Breakfast For Champs
Undoubtedly, breakfast is an essential meal, not just for soccer players but for everyone. It fires up the metabolism for the day but also plays a crucial part for brain food to make those essential strategic passes, tackles and tricks.
1. Quinoa
There are various types of porridges on the menu for soccer players but some grains tend to be heavy. Opting for lighter grains makes for a better game play. Quinoa is a popular nutritional option.
HealthFood Warehouse Quinoa White 1kg
2. Wraps and Bread
Carbs and proteins are the two main food groups for building muscle and storing energy.
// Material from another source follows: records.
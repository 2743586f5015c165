//! The cell store: a sparse map from address to [`Cell`].
//!
//! Writes classify their input (formula / number / text / empty) and
//! evaluate formulas eagerly, so a freshly written formula cell always holds
//! a current numeric value. Absent addresses read as empty cells.

use std::collections::BTreeMap;

use serde::{Deserialize, Serialize};

use super::cell::{Cell, CellStyle, CellValue};
use super::cell_ref::{CellRange, CellRef};
use super::eval::{CellSource, Evaluator};

#[derive(Clone, Debug, Default, PartialEq, Serialize, Deserialize)]
#[serde(transparent)]
pub struct CellStore {
    cells: BTreeMap<CellRef, Cell>,
}

impl CellStore {
    pub fn new() -> Self {
        Self::default()
    }

    /// Read a cell; absent addresses yield an empty cell.
    pub fn read(&self, at: &CellRef) -> Cell {
        self.cells.get(at).cloned().unwrap_or_default()
    }

    pub fn get(&self, at: &CellRef) -> Option<&Cell> {
        self.cells.get(at)
    }

    /// Store user input at `at`.
    ///
    /// Input starting with '=' is kept as the formula and evaluated right
    /// away; a failed evaluation stores 0. Anything else is classified as a
    /// literal. The cell's style survives the write.
    pub fn write(&mut self, at: &CellRef, input: &str) -> &Cell {
        let style = self.cells.get(at).and_then(|c| c.style.clone());

        let cell = if input.starts_with('=') {
            let value = Evaluator::new(&*self)
                .eval_formula_at(at, input)
                .unwrap_or(0.0);
            Cell {
                value: CellValue::Number(value),
                formula: Some(input.to_string()),
                style,
            }
        } else {
            Cell {
                value: Cell::literal_value(input),
                formula: None,
                style,
            }
        };

        self.cells.insert(at.clone(), cell);
        &self.cells[at]
    }

    /// Put a cell in place as-is, with no evaluation.
    pub fn insert(&mut self, at: CellRef, cell: Cell) {
        self.cells.insert(at, cell);
    }

    pub fn remove(&mut self, at: &CellRef) -> Option<Cell> {
        self.cells.remove(at)
    }

    pub fn clear(&mut self) {
        self.cells.clear();
    }

    /// Edit the style of a cell, creating the cell and its style as needed.
    pub fn update_style(&mut self, at: &CellRef, edit: impl FnOnce(&mut CellStyle)) {
        let cell = self.cells.entry(at.clone()).or_default();
        edit(cell.style.get_or_insert_with(CellStyle::default));
    }

    /// Overwrite the stored value of a formula cell after recalculation.
    pub fn set_cached_value(&mut self, at: &CellRef, value: f64) {
        if let Some(cell) = self.cells.get_mut(at)
            && cell.formula.is_some()
        {
            cell.value = CellValue::Number(value);
        }
    }

    /// Cells in row-major order.
    pub fn iter(&self) -> impl Iterator<Item = (&CellRef, &Cell)> {
        self.cells.iter()
    }

    pub fn len(&self) -> usize {
        self.cells.len()
    }

    pub fn is_empty(&self) -> bool {
        self.cells.is_empty()
    }

    /// Smallest range starting at A1 that covers every non-blank cell.
    pub fn bounds(&self) -> Option<CellRange> {
        let mut max_row = None;
        let mut max_col = None;
        for (at, cell) in &self.cells {
            if cell.is_blank() {
                continue;
            }
            max_row = max_row.max(Some(at.row));
            max_col = max_col.max(Some(at.col));
        }
        Some(CellRange::new(
            CellRef::new(0, 0),
            CellRef::new(max_col?, max_row?),
        ))
    }
}

impl CellSource for CellStore {
    fn cell(&self, at: &CellRef) -> Option<&Cell> {
        self.cells.get(at)
    }
}

impl FromIterator<(CellRef, Cell)> for CellStore {
    fn from_iter<I: IntoIterator<Item = (CellRef, Cell)>>(iter: I) -> Self {
        CellStore {
            cells: iter.into_iter().collect(),
        }
    }
}

#[cfg(test)]
mod tests {
    use super::*;
    use crate::engine::cell::Align;

    fn r(name: &str) -> CellRef {
        CellRef::from_str(name).unwrap()
    }

    #[test]
    fn test_write_classifies_input() {
        let mut store = CellStore::new();
        assert_eq!(store.write(&r("A1"), "42").value, CellValue::Number(42.0));
        assert_eq!(
            store.write(&r("A2"), "hello").value,
            CellValue::Text("hello".to_string())
        );
        assert_eq!(store.write(&r("A3"), "").value, CellValue::Empty);
        assert_eq!(store.len(), 3);
        assert_eq!(store.read(&r("Z99")), Cell::new_empty());
    }

    #[test]
    fn test_write_evaluates_formula() {
        let mut store = CellStore::new();
        store.write(&r("A1"), "10");
        store.write(&r("A2"), "20");
        let cell = store.write(&r("A3"), "=SUM(A1:A2)").clone();
        assert_eq!(cell.value, CellValue::Number(30.0));
        assert_eq!(cell.formula.as_deref(), Some("=SUM(A1:A2)"));
    }

    #[test]
    fn test_write_stores_zero_for_failures() {
        let mut store = CellStore::new();
        assert_eq!(store.write(&r("A1"), "=1/0").value, CellValue::Number(0.0));
        assert_eq!(store.write(&r("A2"), "=A2+1").value, CellValue::Number(0.0));
        assert_eq!(store.write(&r("A3"), "=FOO(1)").value, CellValue::Number(0.0));
        assert_eq!(
            store.read(&r("A3")).formula.as_deref(),
            Some("=FOO(1)")
        );
    }

    #[test]
    fn test_write_keeps_style() {
        let mut store = CellStore::new();
        store.update_style(&r("B2"), |s| s.bold = Some(true));
        store.write(&r("B2"), "5");
        store.write(&r("B2"), "");
        let cell = store.read(&r("B2"));
        assert_eq!(cell.value, CellValue::Empty);
        assert!(cell.style.unwrap().is_bold());
    }

    #[test]
    fn test_update_style_creates_cell() {
        let mut store = CellStore::new();
        store.update_style(&r("C3"), |s| s.align = Some(Align::Right));
        let cell = store.read(&r("C3"));
        assert!(cell.is_blank());
        assert_eq!(cell.style.unwrap().align, Some(Align::Right));
    }

    #[test]
    fn test_bounds_ignores_blank_cells() {
        let mut store = CellStore::new();
        assert_eq!(store.bounds(), None);
        store.write(&r("C2"), "1");
        store.write(&r("A5"), "x");
        store.update_style(&r("H20"), |s| s.italic = Some(true));
        assert_eq!(store.bounds().unwrap().to_string(), "A1:C5");
    }

    #[test]
    fn test_json_shape() {
        let mut store = CellStore::new();
        store.write(&r("A1"), "10");
        store.write(&r("B1"), "=A1*2");
        let json = serde_json::to_value(&store).unwrap();
        assert_eq!(json["A1"]["value"], 10.0);
        assert_eq!(json["B1"]["value"], 20.0);
        assert_eq!(json["B1"]["formula"], "=A1*2");
        assert!(json["A1"].get("formula").is_none());

        let back: CellStore = serde_json::from_value(json).unwrap();
        assert_eq!(back, store);
    }
}
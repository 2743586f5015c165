//! NeuroSheets - a spreadsheet with a terminal grid

mod config;
mod session;
mod tui;

use anyhow::{Context, Result};
use neurosheets_engine::engine::format_result;
use session::{Session, SheetLocation};
use std::env;
use std::fs::OpenOptions;
use std::path::{Path, PathBuf};
use std::sync::Mutex;
use tracing::warn;
use tracing_subscriber::EnvFilter;

const LOG_ENV: &str = "NEUROSHEETS_LOG";
const LOG_FILE: &str = "neurosheets.log";

fn print_usage() {
    eprintln!("Usage: neurosheets [OPTIONS] [SHEET_ID]");
    eprintln!();
    eprintln!("Arguments:");
    eprintln!("  [SHEET_ID]                Repository sheet to open (default: the current sheet)");
    eprintln!();
    eprintln!("Options:");
    eprintln!("  -s, --store <DIR>         Sheet store directory");
    eprintln!("      --config <FILE>       Config file (default: <config dir>/neurosheets/config.toml)");
    eprintln!("  -c, --command <FORMULA>   Evaluate a formula against the sheet and print it");
    eprintln!("  -o, --output <FILE>       Export to .csv or .xls (non-interactive)");
    eprintln!("      --import <FILE>       Replace the sheet's cells with a CSV file and save");
    eprintln!("      --list                List sheets in the store");
    eprintln!("      --new <TITLE>         Create a sheet and print its id");
    eprintln!("  -h, --help                Print help");
    eprintln!();
    eprintln!("Set {}=debug for more logging.", LOG_ENV);
}

#[derive(Debug, Default, PartialEq)]
struct Options {
    help: bool,
    store: Option<PathBuf>,
    config: Option<PathBuf>,
    command: Option<String>,
    output: Option<PathBuf>,
    import: Option<PathBuf>,
    list: bool,
    new_title: Option<String>,
    sheet_id: Option<String>,
}

impl Options {
    /// Without any of the one-shot flags the grid is opened.
    fn is_interactive(&self) -> bool {
        self.command.is_none()
            && self.output.is_none()
            && self.import.is_none()
            && !self.list
            && self.new_title.is_none()
    }
}

fn take_value(args: &[String], i: &mut usize, name: &str) -> std::result::Result<String, String> {
    *i += 1;
    args.get(*i)
        .cloned()
        .ok_or_else(|| format!("{} requires a value", name))
}

fn parse_args(args: &[String]) -> std::result::Result<Options, String> {
    let mut opts = Options::default();

    let mut i = 0;
    while i < args.len() {
        let arg = args[i].as_str();
        let mut value = |name: &str| take_value(args, &mut i, name);

        match arg {
            "-h" | "--help" => {
                opts.help = true;
                return Ok(opts);
            }
            "-s" | "--store" => opts.store = Some(PathBuf::from(value("--store")?)),
            "--config" => opts.config = Some(PathBuf::from(value("--config")?)),
            "-c" | "--command" => opts.command = Some(value("--command")?),
            "-o" | "--output" => opts.output = Some(PathBuf::from(value("--output")?)),
            "--import" => opts.import = Some(PathBuf::from(value("--import")?)),
            "--list" => opts.list = true,
            "--new" => opts.new_title = Some(value("--new")?),
            arg if arg.starts_with('-') && arg != "-" => {
                return Err(format!("Unknown option: {}", arg));
            }
            arg => {
                if opts.sheet_id.is_some() {
                    return Err(format!("Unexpected argument: {}", arg));
                }
                opts.sheet_id = Some(arg.to_string());
            }
        }
        i += 1;
    }
    Ok(opts)
}

/// Install the tracing subscriber. While the grid owns the terminal, logs go
/// to a file in the store directory instead of stderr.
fn init_logging(log_file: Option<&Path>) {
    let filter = EnvFilter::try_from_env(LOG_ENV).unwrap_or_else(|_| EnvFilter::new("warn"));
    let builder = tracing_subscriber::fmt().with_env_filter(filter);

    match log_file {
        None => builder.with_writer(std::io::stderr).init(),
        Some(path) => match OpenOptions::new().create(true).append(true).open(path) {
            Ok(file) => builder.with_writer(Mutex::new(file)).with_ansi(false).init(),
            Err(_) => builder.with_writer(std::io::sink).init(),
        },
    }
}

fn run(opts: Options) -> Result<()> {
    let (config, warnings) = config::load_config(opts.config.as_deref());
    let store_dir = opts
        .store
        .clone()
        .or_else(|| config.store_dir())
        .context("Could not determine a data directory; use --store <DIR>")?;

    let location = match &opts.sheet_id {
        Some(id) => SheetLocation::Sheet(id.clone()),
        None => SheetLocation::Slot,
    };
    let mut session = Session::open(&store_dir, location)?;

    let interactive = opts.is_interactive();
    let log_path = session.store_dir().join(LOG_FILE);
    init_logging(interactive.then_some(log_path.as_path()));
    for warning in &warnings {
        warn!("{}", warning);
    }

    if opts.list {
        for sheet in session.list()? {
            println!(
                "{}\t{}\t{}",
                sheet.id,
                sheet.title,
                sheet.updated_at.to_rfc3339()
            );
        }
        return Ok(());
    }

    if let Some(title) = &opts.new_title {
        let summary = session.create(title)?;
        println!("{}", summary.id);
        return Ok(());
    }

    if interactive {
        let mut app = tui::App::with_session(session, &config)?;
        if let Some(warning) = warnings.first() {
            app.status_message = format!("Warning: {}", warning);
        }
        tui::run(&mut app).context("Terminal error")?;
        return Ok(());
    }

    let mut doc = session.load()?;

    if let Some(path) = &opts.import {
        let count = doc
            .import_csv(path)
            .with_context(|| format!("Failed to import {}", path.display()))?;
        session.save(&mut doc)?;
        println!("Imported {} cells from {}", count, path.display());
    }

    if let Some(formula) = &opts.command {
        println!("{}", format_result(&doc.evaluate(formula), None));
    }

    if let Some(path) = &opts.output {
        doc.export(path, &config.export_range())
            .with_context(|| format!("Failed to export {}", path.display()))?;
        println!("Exported to {}", path.display());
    }

    Ok(())
}

fn main() {
    let args: Vec<String> = env::args().skip(1).collect();

    let opts = match parse_args(&args) {
        Ok(opts) => opts,
        Err(msg) => {
            eprintln!("Error: {}", msg);
            print_usage();
            std::process::exit(1);
        }
    };

    if opts.help {
        print_usage();
        return;
    }

    if let Err(e) = run(opts) {
        eprintln!("Error: {:#}", e);
        std::process::exit(1);
    }
}

#[cfg(test)]
mod tests {
    use super::*;

    fn args(list: &[&str]) -> Vec<String> {
        list.iter().map(|s| s.to_string()).collect()
    }

    #[test]
    fn test_parse_args_defaults_to_interactive_slot() {
        let opts = parse_args(&[]).unwrap();
        assert_eq!(opts, Options::default());
        assert!(opts.is_interactive());
    }

    #[test]
    fn test_parse_args_all_options() {
        let opts = parse_args(&args(&[
            "-s", "/tmp/store", "--config", "c.toml", "-c", "=1+1", "-o", "out.csv", "--import",
            "in.csv", "abc-123",
        ]))
        .unwrap();
        assert_eq!(opts.store, Some(PathBuf::from("/tmp/store")));
        assert_eq!(opts.config, Some(PathBuf::from("c.toml")));
        assert_eq!(opts.command.as_deref(), Some("=1+1"));
        assert_eq!(opts.output, Some(PathBuf::from("out.csv")));
        assert_eq!(opts.import, Some(PathBuf::from("in.csv")));
        assert_eq!(opts.sheet_id.as_deref(), Some("abc-123"));
        assert!(!opts.is_interactive());
    }

    #[test]
    fn test_parse_args_list_and_new() {
        assert!(parse_args(&args(&["--list"])).unwrap().list);
        let opts = parse_args(&args(&["--new", "Q1 Budget"])).unwrap();
        assert_eq!(opts.new_title.as_deref(), Some("Q1 Budget"));
    }

    #[test]
    fn test_parse_args_errors() {
        assert_eq!(
            parse_args(&args(&["--bogus"])),
            Err("Unknown option: --bogus".to_string())
        );
        assert_eq!(
            parse_args(&args(&["-o"])),
            Err("--output requires a value".to_string())
        );
        assert_eq!(
            parse_args(&args(&["one", "two"])),
            Err("Unexpected argument: two".to_string())
        );
    }

    #[test]
    fn test_help_stops_parsing() {
        let opts = parse_args(&args(&["-h", "--bogus"])).unwrap();
        assert!(opts.help);
    }
}
//! Id-keyed sheet repository.
//!
//! Each sheet lives under `sheet-<uuid>`; an index under
//! [`INDEX_KEY`] lists summaries, newest first, so listing never has to
//! open every sheet.

use chrono::{DateTime, Utc};
use serde::{Deserialize, Serialize};
use tracing::info;
use uuid::Uuid;

use super::json::{SheetFile, parse_sheet, write_sheet};
use super::kv::KeyValueStore;
use crate::error::{NeuroSheetsError, Result};
use neurosheets_engine::engine::CellStore;

pub const INDEX_KEY: &str = "neurosheets-index";

const SHEET_KEY_PREFIX: &str = "sheet-";

#[derive(Clone, Debug, PartialEq, Serialize, Deserialize)]
#[serde(rename_all = "camelCase")]
pub struct SheetSummary {
    pub id: String,
    pub title: String,
    pub created_at: DateTime<Utc>,
    pub updated_at: DateTime<Utc>,
}

pub fn sheet_key(id: &str) -> String {
    format!("{}{}", SHEET_KEY_PREFIX, id)
}

pub struct SheetRepository<S: KeyValueStore> {
    store: S,
}

impl<S: KeyValueStore> SheetRepository<S> {
    pub fn new(store: S) -> Self {
        SheetRepository { store }
    }

    pub fn store(&self) -> &S {
        &self.store
    }

    pub fn store_mut(&mut self) -> &mut S {
        &mut self.store
    }

    /// Summaries of every sheet, newest first.
    pub fn list(&self) -> Result<Vec<SheetSummary>> {
        match self.store.get(INDEX_KEY)? {
            Some(json) => Ok(serde_json::from_str(&json)?),
            None => Ok(Vec::new()),
        }
    }

    fn write_index(&mut self, index: &[SheetSummary]) -> Result<()> {
        let json = serde_json::to_string(index)?;
        self.store.set(INDEX_KEY, &json)
    }

    /// Create an empty sheet and return its summary.
    pub fn create(&mut self, title: &str) -> Result<SheetSummary> {
        let now = Utc::now();
        let summary = SheetSummary {
            id: Uuid::new_v4().to_string(),
            title: title.to_string(),
            created_at: now,
            updated_at: now,
        };
        let sheet = SheetFile {
            title: title.to_string(),
            data: CellStore::new(),
            updated_at: now,
        };
        self.store.set(&sheet_key(&summary.id), &write_sheet(&sheet)?)?;

        let mut index = self.list()?;
        index.insert(0, summary.clone());
        self.write_index(&index)?;

        info!(id = %summary.id, title, "created sheet");
        Ok(summary)
    }

    pub fn get(&self, id: &str) -> Result<SheetFile> {
        let json = self
            .store
            .get(&sheet_key(id))?
            .ok_or_else(|| NeuroSheetsError::NotFound(id.to_string()))?;
        parse_sheet(&json)
    }

    /// Replace a stored sheet. The index entry keeps its position and picks
    /// up the new title and timestamp.
    pub fn update(&mut self, id: &str, sheet: &SheetFile) -> Result<()> {
        let mut index = self.list()?;
        let Some(entry) = index.iter_mut().find(|s| s.id == id) else {
            return Err(NeuroSheetsError::NotFound(id.to_string()));
        };
        entry.title = sheet.title.clone();
        entry.updated_at = sheet.updated_at;

        self.store.set(&sheet_key(id), &write_sheet(sheet)?)?;
        self.write_index(&index)?;
        info!(id, "updated sheet");
        Ok(())
    }

    pub fn delete(&mut self, id: &str) -> Result<()> {
        let mut index = self.list()?;
        let before = index.len();
        index.retain(|s| s.id != id);
        if index.len() == before {
            return Err(NeuroSheetsError::NotFound(id.to_string()));
        }
        self.store.remove(&sheet_key(id))?;
        self.write_index(&index)?;
        info!(id, "deleted sheet");
        Ok(())
    }
}
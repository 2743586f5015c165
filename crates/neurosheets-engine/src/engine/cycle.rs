//! Circular dependency detection for formula cells.
//!
//! When a formula is entered we check whether it closes a loop
//! (A1 reads B1, B1 reads C1, C1 reads A1) so the editor can say so.
//! Evaluation catches cycles on its own; this search only exists to name
//! the cells involved.

use std::collections::HashSet;

use super::cell_ref::CellRef;
use super::deps::DependencyGraph;

/// Detect a circular dependency reachable from `start`.
///
/// Returns the loop as a closed path (`[A1, B1, A1]`), or `None`.
pub fn detect_cycle(start: &CellRef, graph: &DependencyGraph) -> Option<Vec<CellRef>> {
    let mut visiting = HashSet::new();
    let mut finished = HashSet::new();
    let mut path = Vec::new();

    if detect_cycle_dfs(start, graph, &mut visiting, &mut finished, &mut path) {
        // Drop the lead-in from `start` to where the loop begins.
        let repeated = path.last()?;
        let begin = path.iter().position(|c| c == repeated)?;
        Some(path.split_off(begin))
    } else {
        None
    }
}

fn detect_cycle_dfs(
    current: &CellRef,
    graph: &DependencyGraph,
    visiting: &mut HashSet<CellRef>,
    finished: &mut HashSet<CellRef>,
    path: &mut Vec<CellRef>,
) -> bool {
    if visiting.contains(current) {
        path.push(current.clone());
        return true;
    }
    if finished.contains(current) || !graph.is_formula(current) {
        return false;
    }

    visiting.insert(current.clone());
    path.push(current.clone());

    for dep in graph.precedents(current) {
        if detect_cycle_dfs(dep, graph, visiting, finished, path) {
            return true;
        }
    }

    path.pop();
    visiting.remove(current);
    finished.insert(current.clone());
    false
}
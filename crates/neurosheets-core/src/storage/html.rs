//! Excel-compatible HTML table export (`.xls`).
//!
//! Excel opens an HTML table saved with an `.xls` extension, which is as
//! much of the format as the export needs.

const HEAD: &str = "<html xmlns:o=\"urn:schemas-microsoft-com:office:office\" \
xmlns:x=\"urn:schemas-microsoft-com:office:excel\"><head><meta charset=\"utf-8\"></head><body><table>";
const TAIL: &str = "</table></body></html>";

pub fn escape_html(text: &str) -> String {
    let mut out = String::with_capacity(text.len());
    for c in text.chars() {
        match c {
            '&' => out.push_str("&amp;"),
            '<' => out.push_str("&lt;"),
            '>' => out.push_str("&gt;"),
            '"' => out.push_str("&quot;"),
            '\'' => out.push_str("&#39;"),
            _ => out.push(c),
        }
    }
    out
}

/// Render rows of display strings as an Excel-readable HTML table.
pub fn write_excel_html(rows: &[Vec<String>]) -> String {
    let mut html = String::from(HEAD);
    for row in rows {
        html.push_str("<tr>");
        for field in row {
            html.push_str("<td>");
            html.push_str(&escape_html(field));
            html.push_str("</td>");
        }
        html.push_str("</tr>");
    }
    html.push_str(TAIL);
    html
}

#[cfg(test)]
mod tests {
    use super::*;

    #[test]
    fn test_escape_html() {
        assert_eq!(
            escape_html("<b>\"A&B\"</b>"),
            "&lt;b&gt;&quot;A&amp;B&quot;&lt;/b&gt;"
        );
    }

    #[test]
    fn test_write_excel_html() {
        let html = write_excel_html(&[vec!["1".to_string(), "<x>".to_string()]]);
        assert!(html.starts_with("<html"));
        assert!(html.contains("<tr><td>1</td><td>&lt;x&gt;</td></tr>"));
        assert!(html.ends_with("</table></body></html>"));
    }
}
Of course, eggs would be on the menu for breakfast and so is the arch enemy of the banters and keto-ers – BREAD. Soccer plays rely on carbs as the primary source of energy and bread and wraps are a good way to kick off the day.
Snacks
Arsenal Nutritionist, James Collins, says ” “Typically footballers can struggle to get enough protein. They have grown up knowing they need a carb-based diet for energy so they rarely lack carbs, but that’s not necessarily the case for protein, which is so important for muscle recovery – especially as training has become more explosive over the years.”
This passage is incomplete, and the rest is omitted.